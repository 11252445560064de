//! Player widget rendering and hit-testing.
//!
//! Layout inside the border:
//!
//! ```text
//! [ Play ]   status text
//! ━━━━━━━━━━━━━━━│─────────────
//!                  1:05 of 3:00
//! ```

use ratatui::{
    buffer::Buffer,
    layout::{Alignment, Rect},
    widgets::{Block, Paragraph, Widget},
};
use unicode_width::{UnicodeWidthChar, UnicodeWidthStr};

use super::theme::Theme;
use super::view::TerminalView;
use crate::player::TrackPointer;

/// Columns reserved for the play/pause control.
pub const CONTROL_WIDTH: u16 = 10;

const FILLED: char = '━';
const EMPTY: char = '─';
const CURSOR: char = '│';

/// Screen areas of one player widget.
#[derive(Debug, Clone, Copy, PartialEq, Eq)]
pub struct PlayerLayout {
    pub control: Rect,
    pub text: Rect,
    pub track: Rect,
    pub time: Rect,
}

fn row(inner: Rect, offset: u16) -> Rect {
    if offset < inner.height {
        Rect::new(inner.x, inner.y + offset, inner.width, 1)
    } else {
        Rect::default()
    }
}

fn contains(area: Rect, column: u16, line: u16) -> bool {
    column >= area.x
        && column < area.x.saturating_add(area.width)
        && line >= area.y
        && line < area.y.saturating_add(area.height)
}

impl PlayerLayout {
    /// Compute areas for a widget drawn into `area` (border included).
    pub fn new(area: Rect) -> Self {
        let inner = Block::bordered().inner(area);
        let first = row(inner, 0);

        let control_width = CONTROL_WIDTH.min(first.width);
        let control = Rect::new(first.x, first.y, control_width, first.height);
        let text = Rect::new(
            first.x.saturating_add(control_width + 1),
            first.y,
            first.width.saturating_sub(control_width + 1),
            first.height,
        );

        Self {
            control,
            text,
            track: row(inner, 1),
            time: row(inner, 2),
        }
    }

    /// Whether a click at `(column, line)` hits the play/pause control.
    pub fn hits_control(&self, column: u16, line: u16) -> bool {
        contains(self.control, column, line)
    }

    /// Pointer position over the track, if `(column, line)` is on it.
    pub fn track_pointer(&self, column: u16, line: u16) -> Option<TrackPointer> {
        if !contains(self.track, column, line) {
            return None;
        }
        Some(TrackPointer::new(
            f64::from(column - self.track.x),
            f64::from(self.track.width),
        ))
    }
}

/// Build the track characters for a given progress.
///
/// Returns the characters and the number of filled positions. The cursor,
/// when inside the track, replaces the character under it.
pub fn build_track_chars(width: usize, percent: f64, cursor: Option<usize>) -> (Vec<char>, usize) {
    let ratio = if percent.is_finite() {
        (percent / 100.0).clamp(0.0, 1.0)
    } else {
        0.0
    };
    let filled = (width as f64 * ratio) as usize;

    let mut track: Vec<char> = (0..width)
        .map(|i| if i < filled { FILLED } else { EMPTY })
        .collect();

    if let Some(col) = cursor {
        if col < width {
            track[col] = CURSOR;
        }
    }

    (track, filled)
}

/// Truncate `text` to `max` columns, ending with an ellipsis when cut.
pub fn fit_width(text: &str, max: usize) -> String {
    if text.width() <= max {
        return text.to_string();
    }
    if max == 0 {
        return String::new();
    }

    let mut out = String::with_capacity(max);
    let mut used = 0;
    for c in text.chars() {
        let w = c.width().unwrap_or(0);
        if used + w > max - 1 {
            break;
        }
        out.push(c);
        used += w;
    }
    out.push('…');
    out
}

/// Renders a `TerminalView` as a bordered player.
pub struct PlayerWidget<'a> {
    view: &'a TerminalView,
    theme: &'a Theme,
    title: &'a str,
}

impl<'a> PlayerWidget<'a> {
    pub fn new(view: &'a TerminalView, theme: &'a Theme) -> Self {
        Self {
            view,
            theme,
            title: "beard",
        }
    }

    pub fn title(mut self, title: &'a str) -> Self {
        self.title = title;
        self
    }

    fn control_label(&self) -> String {
        match &self.view.label {
            Some(label) => format!("[ {} ]", label),
            None if self.view.playing => "[ ⏸ ]".to_string(),
            None => "[ ▶ ]".to_string(),
        }
    }
}

impl Widget for PlayerWidget<'_> {
    fn render(self, area: Rect, buf: &mut Buffer) {
        let layout = PlayerLayout::new(area);

        Block::bordered()
            .title(format!(" {} ", self.title))
            .border_style(self.theme.text_secondary_style())
            .render(area, buf);

        if layout.control.width > 0 {
            buf.set_stringn(
                layout.control.x,
                layout.control.y,
                self.control_label(),
                layout.control.width as usize,
                self.theme.accent_bold_style(),
            );
        }

        if layout.text.width > 0 {
            let style = if self.view.is_error() {
                self.theme.error_style()
            } else {
                self.theme.text_style()
            };
            let width = layout.text.width as usize;
            buf.set_stringn(
                layout.text.x,
                layout.text.y,
                fit_width(&self.view.text, width),
                width,
                style,
            );
        }

        if layout.track.width > 0 {
            let cursor = self
                .view
                .cursor
                .filter(|offset| *offset >= 0.0)
                .map(|offset| offset as usize);
            let (track, filled) =
                build_track_chars(layout.track.width as usize, self.view.progress, cursor);

            for (i, c) in track.into_iter().enumerate() {
                let style = if c == CURSOR {
                    self.theme.cursor_style()
                } else if i < filled {
                    self.theme.accent_style()
                } else {
                    self.theme.text_secondary_style()
                };
                buf[(layout.track.x + i as u16, layout.track.y)]
                    .set_char(c)
                    .set_style(style);
            }
        }

        if layout.time.width > 0 {
            Paragraph::new(self.view.time.as_str())
                .style(self.theme.text_style())
                .alignment(Alignment::Right)
                .render(layout.time, buf);
        }
    }
}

• • •

▶ Exercise directions
Hand back the listing exactly. Include every line.

▶ Result
repository 11252445560064de
//! Player widget rendering and hit-testing.
//!
//! Layout inside the border:
//!
//! ```text
//! [ Play ]   status text
//! ━━━━━━━━━━━━━━━│─────────────
//!                  1:05 of 3:00
//! ```

use ratatui::{
    buffer::Buffer,
    layout::{Alignment, Rect},
    widgets::{Block, Paragraph, Widget},
};
use unicode_width::{UnicodeWidthChar, UnicodeWidthStr};

use super::theme::Theme;
use super::view::TerminalView;
use crate::player::TrackPointer;

/// Columns reserved for the play/pause control.
pub const CONTROL_WIDTH: u16 = 10;

const FILLED: char = '━';
const EMPTY: char = '─';
const CURSOR: char = '│';

/// Screen areas of one player widget.
#[derive(Debug, Clone, Copy, PartialEq, Eq)]
pub struct PlayerLayout {
    pub control: Rect,
    pub text: Rect,
    pub track: Rect,
    pub time: Rect,
}

fn row(inner: Rect, offset: u16) -> Rect {
    if offset < inner.height {
        Rect::new(inner.x, inner.y + offset, inner.width, 1)
    } else {
        Rect::default()
    }
}

fn contains(area: Rect, column: u16, line: u16) -> bool {
    column >= area.x
        && column < area.x.saturating_add(area.width)
        && line >= area.y
        && line < area.y.saturating_add(area.height)
}

impl PlayerLayout {
    /// Compute areas for a widget drawn into `area` (border included).
    pub fn new(area: Rect) -> Self {
        let inner = Block::bordered().inner(area);
        let first = row(inner, 0);

        let control_width = CONTROL_WIDTH.min(first.width);
        let control = Rect::new(first.x, first.y, control_width, first.height);
        let text = Rect::new(
            first.x.saturating_add(control_width + 1),
            first.y,
            first.width.saturating_sub(control_width + 1),
            first.height,
        );

        Self {
            control,
            text,
            track: row(inner, 1),
            time: row(inner, 2),
        }
    }

    /// Whether a click at `(column, line)` hits the play/pause control.
    pub fn hits_control(&self, column: u16, line: u16) -> bool {
        contains(self.control, column, line)
    }

    /// Pointer position over the track, if `(column, line)` is on it.
    pub fn track_pointer(&self, column: u16, line: u16) -> Option<TrackPointer> {
        if !contains(self.track, column, line) {
            return None;
        }
        Some(TrackPointer::new(
            f64::from(column - self.track.x),
            f64::from(self.track.width),
        ))
    }
}

/// Build the track characters for a given progress.
///
/// Returns the characters and the number of filled positions. The cursor,
/// when inside the track, replaces the character under it.
pub fn build_track_chars(width: usize, percent: f64, cursor: Option<usize>) -> (Vec<char>, usize) {
    let ratio = if percent.is_finite() {
        (percent / 100.0).clamp(0.0, 1.0)
    } else {
        0.0
    };
    let filled = (width as f64 * ratio) as usize;

    let mut track: Vec<char> = (0..width)
        .map(|i| if i < filled { FILLED } else { EMPTY })
        .collect();

    if let Some(col) = cursor {
        if col < width {
            track[col] = CURSOR;
        }
    }

    (track, filled)
}

/// Truncate `text` to `max` columns, ending with an ellipsis when cut.
pub fn fit_width(text: &str, max: usize) -> String {
    if text.width() <= max {
        return text.to_string();
    }
    if max == 0 {
        return String::new();
    }

    let mut out = String::with_capacity(max);
    let mut used = 0;
    for c in text.chars() {
        let w = c.width().unwrap_or(0);
        if used + w > max - 1 {
            break;
        }
        out.push(c);
        used += w;
    }
    out.push('…');
    out
}

/// Renders a `TerminalView` as a bordered player.
pub struct PlayerWidget<'a> {
    view: &'a TerminalView,
    theme: &'a Theme,
    title: &'a str,
}

impl<'a> PlayerWidget<'a> {
    pub fn new(view: &'a TerminalView, theme: &'a Theme) -> Self {
        Self {
            view,
            theme,
            title: "beard",
        }
    }

    pub fn title(mut self, title: &'a str) -> Self {
        self.title = title;
        self
    }

    fn control_label(&self) -> String {
        match &self.view.label {
            Some(label) => format!("[ {} ]", label),
            None if self.view.playing => "[ ⏸ ]".to_string(),
            None => "[ ▶ ]".to_string(),
        }
    }
}

impl Widget for PlayerWidget<'_> {
    fn render(self, area: Rect, buf: &mut Buffer) {
        let layout = PlayerLayout::new(area);

        Block::bordered()
            .title(format!(" {} ", self.title))
            .border_style(self.theme.text_secondary_style())
            .render(area, buf);

        if layout.control.width > 0 {
            buf.set_stringn(
                layout.control.x,
                layout.control.y,
                self.control_label(),
                layout.control.width as usize,
                self.theme.accent_bold_style(),
            );
        }

        if layout.text.width > 0 {
            let style = if self.view.is_error() {
                self.theme.error_style()
            } else {
                self.theme.text_style()
            };
            let width = layout.text.width as usize;
            buf.set_stringn(
                layout.text.x,
                layout.text.y,
                fit_width(&self.view.text, width),
                width,
                style,
            );
        }

        if layout.track.width > 0 {
            let cursor = self
                .view
                .cursor
                .filter(|offset| *offset >= 0.0)
                .map(|offset| offset as usize);
            let (track, filled) =
                build_track_chars(layout.track.width as usize, self.view.progress, cursor);

            for (i, c) in track.into_iter().enumerate() {
                let style = if c == CURSOR {
                    self.theme.cursor_style()
                } else if i < filled {
                    self.theme.accent_style()
                } else {
                    self.theme.text_secondary_style()
                };
                buf[(layout.track.x + i as u16, layout.track.y)]
                    .set_char(c)
                    .set_style(style);
            }
        }

        if layout.time.width > 0 {
            Paragraph::new(self.view.time.as_str())
                .style(self.theme.text_style())
                .alignment(Alignment::Right)
                .render(layout.time, buf);
        }
    }
}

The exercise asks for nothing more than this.